Why the NFL Expanded its Lead
Yes, the NFL dominates but how did it gain on everyone else in the era?
Last week, Sports Media Watch listed the 50 most viewed sporting events of 2022, with the reveal that 45 of them are NFL games. Three of the others were college football games, and the other two (Olympics, World Cup) were boosted by adjacent NFL games on the same channel. So, all told, we could say football went 50-of-50 and the NFL actually claimed 47-of-50 spots. On the same day, Sportico added that 82 of the top 100 shows of any kind were NFL games.
The common response from media members was that football is King in America, so this is all expected. Some of this was said almost mournfully, as it happened in the aftermath of Buffalo Bills safety Damar Hamlin nearly losing his life on the gridiron. We Americans are simply addicted to this bloody spectacle, no matter the cost, and that’s all there is to know really.

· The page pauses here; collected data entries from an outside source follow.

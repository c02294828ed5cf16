//! Preprocessor service: rasterises PDFs and segments pages into block images.

use super::{require_upload, run_blocking, with_common_layers, ApiError, DEFAULT_BODY_LIMIT};
use crate::adapters::poppler::PopplerTools;
use crate::core::enhance::{process_pdf_file, summarize};
use crate::core::segmentation::{block_file_name, segment_page};
use crate::domain::model::{EnhanceSummary, PageSegments, PreprocessMetadata, SegmentBlock};
use crate::domain::ports::PageRasterizer;
use crate::utils::error::Result;
use crate::utils::validation::secure_filename;
use axum::extract::{Multipart, State};
use axum::routing::{get, post};
use axum::{Json, Router};
use serde_json::{json, Value};
use std::path::{Path, PathBuf};
use std::sync::Arc;

#[derive(Clone)]
pub struct PreprocessorState {
    pub rasterizer: Arc<dyn PageRasterizer>,
    pub poppler: PopplerTools,
    pub output_dir: PathBuf,
    pub dpi: u32,
    pub enhance_dpi: u32,
}

pub fn create_router(state: PreprocessorState) -> Router {
    let router = Router::new()
        .route("/healthz", get(healthz))
        .route("/preprocess/", post(preprocess))
        .route("/enhance/", post(enhance))
        .with_state(state);
    with_common_layers(router, DEFAULT_BODY_LIMIT)
}

async fn healthz(State(state): State<PreprocessorState>) -> Json<Value> {
    let poppler = state.poppler.clone();
    let check = tokio::task::spawn_blocking(move || poppler.check_pdfinfo()).await;
    let (available, detail) = match check {
        Ok(Ok(version)) => (true, version),
        Ok(Err(e)) => (false, e.to_string()),
        Err(e) => (false, e.to_string()),
    };
    Json(json!({
        "status": "ok",
        "poppler": {
            "available": available,
            "path": state.poppler.bin_dir().map(|p| p.display().to_string()),
            "detail": detail,
        }
    }))
}

/// Stem of the uploaded name, safe to use inside the output directory.
fn base_name(filename: &str) -> String {
    let stem = Path::new(filename)
        .file_stem()
        .map(|s| s.to_string_lossy().into_owned())
        .unwrap_or_default();
    let safe = secure_filename(&stem);
    if safe.is_empty() {
        "document".to_string()
    } else {
        safe
    }
}

/// 將每頁切成段落與標題區塊，存成 PNG 並寫出 metadata
pub fn preprocess_pdf(
    rasterizer: &dyn PageRasterizer,
    pdf: &[u8],
    filename: &str,
    output_dir: &Path,
    dpi: u32,
) -> Result<PreprocessMetadata> {
    std::fs::create_dir_all(output_dir)?;
    let base = base_name(filename);
    let pages = rasterizer.rasterize(pdf, dpi)?;

    let mut segments = Vec::with_capacity(pages.len());
    let mut saved_files = Vec::new();
    for (index, page) in pages.iter().enumerate() {
        let page_num = index + 1;
        let mut blocks = Vec::new();
        for block in segment_page(page) {
            let out_path = output_dir.join(block_file_name(&base, page_num, block.id));
            block.crop.save(&out_path)?;
            let image = out_path.to_string_lossy().into_owned();
            saved_files.push(image.clone());
            blocks.push(SegmentBlock {
                id: block.id,
                kind: block.kind,
                bbox: block.bbox,
                image,
            });
        }
        tracing::debug!("Page {} of {}: {} blocks", page_num, filename, blocks.len());
        segments.push(PageSegments {
            page: page_num,
            blocks,
        });
    }

    let metadata = PreprocessMetadata {
        filename: filename.to_string(),
        pages: pages.len(),
        segments,
        saved_files,
    };
    let meta_path = output_dir.join(format!("{}_metadata.json", base));
    std::fs::write(&meta_path, serde_json::to_string_pretty(&metadata)?)?;

    tracing::info!(
        "Preprocessed {}: {} pages, {} blocks",
        filename,
        metadata.pages,
        metadata.saved_files.len()
    );
    Ok(metadata)
}

async fn preprocess(
    State(state): State<PreprocessorState>,
    mut multipart: Multipart,
) -> std::result::Result<Json<PreprocessMetadata>, ApiError> {
    let upload = require_upload(&mut multipart).await?;
    let filename = upload.filename.unwrap_or_else(|| "document.pdf".to_string());

    let metadata = run_blocking(move || {
        preprocess_pdf(
            state.rasterizer.as_ref(),
            &upload.bytes,
            &filename,
            &state.output_dir,
            state.dpi,
        )
    })
    .await?;
    Ok(Json(metadata))
}

async fn enhance(
    State(state): State<PreprocessorState>,
    mut multipart: Multipart,
) -> std::result::Result<Json<EnhanceSummary>, ApiError> {
    let upload = require_upload(&mut multipart).await?;
    let filename = upload.filename.unwrap_or_else(|| "document.pdf".to_string());

    let summary = run_blocking(move || {
        let staging = tempfile::TempDir::new()?;
        let pdf_path = staging.path().join(format!("{}.pdf", base_name(&filename)));
        std::fs::write(&pdf_path, &upload.bytes)?;
        Ok(summarize(process_pdf_file(
            state.rasterizer.as_ref(),
            &pdf_path,
            &state.output_dir,
            state.enhance_dpi,
        )))
    })
    .await?;
    Ok(Json(summary))
}
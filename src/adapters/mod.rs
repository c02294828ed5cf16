pub mod http;
pub mod language;
pub mod poppler;
pub mod storage;
pub mod tesseract;

pub use http::{HttpAnalysisBackend, RouterClient};
pub use language::WhatlangDetector;
pub use poppler::PopplerTools;
pub use storage::LocalStorage;
pub use tesseract::TesseractEngine;
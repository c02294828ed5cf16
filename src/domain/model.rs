use serde::{Deserialize, Serialize};
use serde_json::{Map, Value};

#[derive(Debug, Clone, PartialEq, Serialize, Deserialize)]
pub struct LanguageScore {
    /// ISO 639-1 when known, ISO 639-3 otherwise
    pub lang: String,
    pub prob: f64,
}

#[derive(Debug, Clone, Serialize, Deserialize)]
pub struct ChunkLanguage {
    pub chunk_index: usize,
    pub start_char: usize,
    pub end_char: usize,
    pub text_preview: String,
    pub languages: Vec<LanguageScore>,
}

#[derive(Debug, Clone, Serialize, Deserialize)]
pub struct DetectionResponse {
    pub document_languages: Vec<LanguageScore>,
    pub top_language: Option<String>,
    pub per_chunk: Option<Vec<ChunkLanguage>>,
    #[serde(default)]
    pub meta: Map<String, Value>,
}

#[derive(Debug, Clone, Serialize, Deserialize)]
pub struct TextIn {
    pub text: String,
}

#[derive(Debug, Clone, Copy, PartialEq, Eq, Serialize, Deserialize)]
#[serde(rename_all = "lowercase")]
pub enum BlockKind {
    Title,
    Paragraph,
}

#[derive(Debug, Clone, Serialize, Deserialize)]
pub struct SegmentBlock {
    pub id: usize,
    #[serde(rename = "type")]
    pub kind: BlockKind,
    /// `[x, y, w, h]` in page pixels
    pub bbox: [u32; 4],
    pub image: String,
}

#[derive(Debug, Clone, Serialize, Deserialize)]
pub struct PageSegments {
    pub page: usize,
    pub blocks: Vec<SegmentBlock>,
}

#[derive(Debug, Clone, Serialize, Deserialize)]
pub struct PreprocessMetadata {
    pub filename: String,
    pub pages: usize,
    pub segments: Vec<PageSegments>,
    pub saved_files: Vec<String>,
}

#[derive(Debug, Clone, PartialEq, Serialize, Deserialize)]
#[serde(tag = "status", rename_all = "lowercase")]
pub enum EnhanceSummary {
    Success { pages: usize, angles: Vec<f32> },
    Failed { error: String },
}

#[derive(Debug, Clone, Serialize, Deserialize)]
pub struct OcrRequest {
    pub files: Vec<String>,
    #[serde(default)]
    pub language: Option<String>,
}

#[derive(Debug, Clone, Serialize, Deserialize)]
pub struct OcrResult {
    pub text: String,
    pub processed_files: Vec<String>,
    #[serde(default)]
    pub failed_files: Vec<String>,
    pub ocr_language: String,
    pub method: String,
}

/// 路由管線中單一階段的結果
#[derive(Debug, Clone, Serialize, Deserialize)]
pub struct StageOutcome {
    pub success: bool,
    #[serde(default, skip_serializing_if = "Option::is_none")]
    pub data: Option<Value>,
    #[serde(default, skip_serializing_if = "Option::is_none")]
    pub reason: Option<String>,
}

impl StageOutcome {
    pub fn success(data: Value) -> Self {
        Self {
            success: true,
            data: Some(data),
            reason: None,
        }
    }

    pub fn failure(reason: impl Into<String>) -> Self {
        Self {
            success: false,
            data: None,
            reason: Some(reason.into()),
        }
    }

    pub fn http_error(status: u16) -> Self {
        Self::failure(format!("http_error_{}", status))
    }

    pub fn exception(err: impl std::fmt::Display) -> Self {
        Self::failure(format!("exception: {}", err))
    }
}

#[derive(Debug, Clone, Serialize, Deserialize)]
pub struct DocumentAnalysisResponse {
    pub filename: String,
    pub language_detection: Option<StageOutcome>,
    pub preprocessing_result: Option<StageOutcome>,
    pub ocr_result: Option<StageOutcome>,
    pub success: bool,
    pub message: String,
}

impl DocumentAnalysisResponse {
    /// 從語言偵測結果取出主要語言
    pub fn top_language(&self) -> Option<&str> {
        self.language_detection
            .as_ref()
            .filter(|outcome| outcome.success)
            .and_then(|outcome| outcome.data.as_ref())
            .and_then(|data| data.get("top_language"))
            .and_then(Value::as_str)
    }
}

#[derive(Debug, Clone, PartialEq, Serialize, Deserialize)]
pub struct FieldExcerpt {
    pub value: String,
    pub excerpt: String,
    pub field_type: String,
}

#[derive(Debug, Clone, Copy, PartialEq, Eq, Serialize, Deserialize)]
#[serde(rename_all = "lowercase")]
pub enum ValidationStatus {
    Approved,
    Rejected,
}

impl std::str::FromStr for ValidationStatus {
    type Err = ();

    fn from_str(s: &str) -> std::result::Result<Self, Self::Err> {
        match s {
            "approved" => Ok(Self::Approved),
            "rejected" => Ok(Self::Rejected),
            _ => Err(()),
        }
    }
}

#[derive(Debug, Clone, Serialize, Deserialize)]
pub struct ValidationRecord {
    pub filename: String,
    pub field_path: String,
    pub status: ValidationStatus,
    pub recorded_at: chrono::DateTime<chrono::Utc>,
}
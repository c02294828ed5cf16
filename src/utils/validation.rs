use crate::utils::error::{PhototypeError, Result};
use unicode_normalization::UnicodeNormalization;
use url::Url;

pub trait Validate {
    fn validate(&self) -> Result<()>;
}

pub fn validate_url(field_name: &str, url_str: &str) -> Result<()> {
    if url_str.is_empty() {
        return Err(PhototypeError::InvalidConfigValueError {
            field: field_name.to_string(),
            value: url_str.to_string(),
            reason: "URL cannot be empty".to_string(),
        });
    }

    match Url::parse(url_str) {
        Ok(url) => match url.scheme() {
            "http" | "https" => Ok(()),
            scheme => Err(PhototypeError::InvalidConfigValueError {
                field: field_name.to_string(),
                value: url_str.to_string(),
                reason: format!("Unsupported URL scheme: {}", scheme),
            }),
        },
        Err(e) => Err(PhototypeError::InvalidConfigValueError {
            field: field_name.to_string(),
            value: url_str.to_string(),
            reason: format!("Invalid URL format: {}", e),
        }),
    }
}

pub fn validate_path(field_name: &str, path: &str) -> Result<()> {
    if path.is_empty() {
        return Err(PhototypeError::InvalidConfigValueError {
            field: field_name.to_string(),
            value: path.to_string(),
            reason: "Path cannot be empty".to_string(),
        });
    }

    if path.contains('\0') {
        return Err(PhototypeError::InvalidConfigValueError {
            field: field_name.to_string(),
            value: path.to_string(),
            reason: "Path contains null bytes".to_string(),
        });
    }

    Ok(())
}

pub fn validate_positive_number(field_name: &str, value: usize, min_value: usize) -> Result<()> {
    if value < min_value {
        return Err(PhototypeError::InvalidConfigValueError {
            field: field_name.to_string(),
            value: value.to_string(),
            reason: format!("Value must be at least {}", min_value),
        });
    }
    Ok(())
}

pub fn validate_range<T: PartialOrd + std::fmt::Display + Copy>(
    field_name: &str,
    value: T,
    min: T,
    max: T,
) -> Result<()> {
    if value < min || value > max {
        return Err(PhototypeError::InvalidConfigValueError {
            field: field_name.to_string(),
            value: value.to_string(),
            reason: format!("Value must be between {} and {}", min, max),
        });
    }
    Ok(())
}

/// 上傳檔名是否為允許的副檔名 (不分大小寫)
pub fn allowed_file(filename: &str, allowed_extensions: &[&str]) -> bool {
    match filename.rsplit_once('.') {
        Some((_, ext)) => allowed_extensions
            .iter()
            .any(|allowed| allowed.eq_ignore_ascii_case(ext)),
        None => false,
    }
}

/// 將使用者提供的檔名轉成可安全寫入磁碟的名稱
///
/// 先以 NFKD 拆出重音符號並捨棄非 ASCII 字元，路徑分隔符與空白轉為 `_`，
/// 只保留 ASCII 英數字與 `_.-`，並去除開頭結尾的 `._`。
/// 結果可能為空字串，呼叫端需自行處理。
pub fn secure_filename(filename: &str) -> String {
    let flattened: String = filename
        .nfkd()
        .filter(char::is_ascii)
        .map(|c| match c {
            '/' | '\\' => ' ',
            other => other,
        })
        .collect();

    let joined = flattened.split_whitespace().collect::<Vec<_>>().join("_");
    let kept: String = joined
        .chars()
        .filter(|c| c.is_ascii_alphanumeric() || matches!(c, '_' | '.' | '-'))
        .collect();

    kept.trim_matches(|c| c == '.' || c == '_').to_string()
}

But that broad assessment fails to answer certain big questions. Because, while football has been the most popular American sport for decades, it’s suddenly claimed even more of the nation’s market share. So, why did the NFL get more popular, relatively, in the social media age? How did it head off the NBA’s LeBron era ascent? What was the NFL doing that its competitors weren’t?
I have an answer to that question, one that just might be counterintuitive. It’s not a story of a visionary company’s innovation or discovery, but really quite the opposite. It’s a tale of something I’m calling Last Mover Advantage, a dynamic by which a leading brand increases its edge, just by standing still.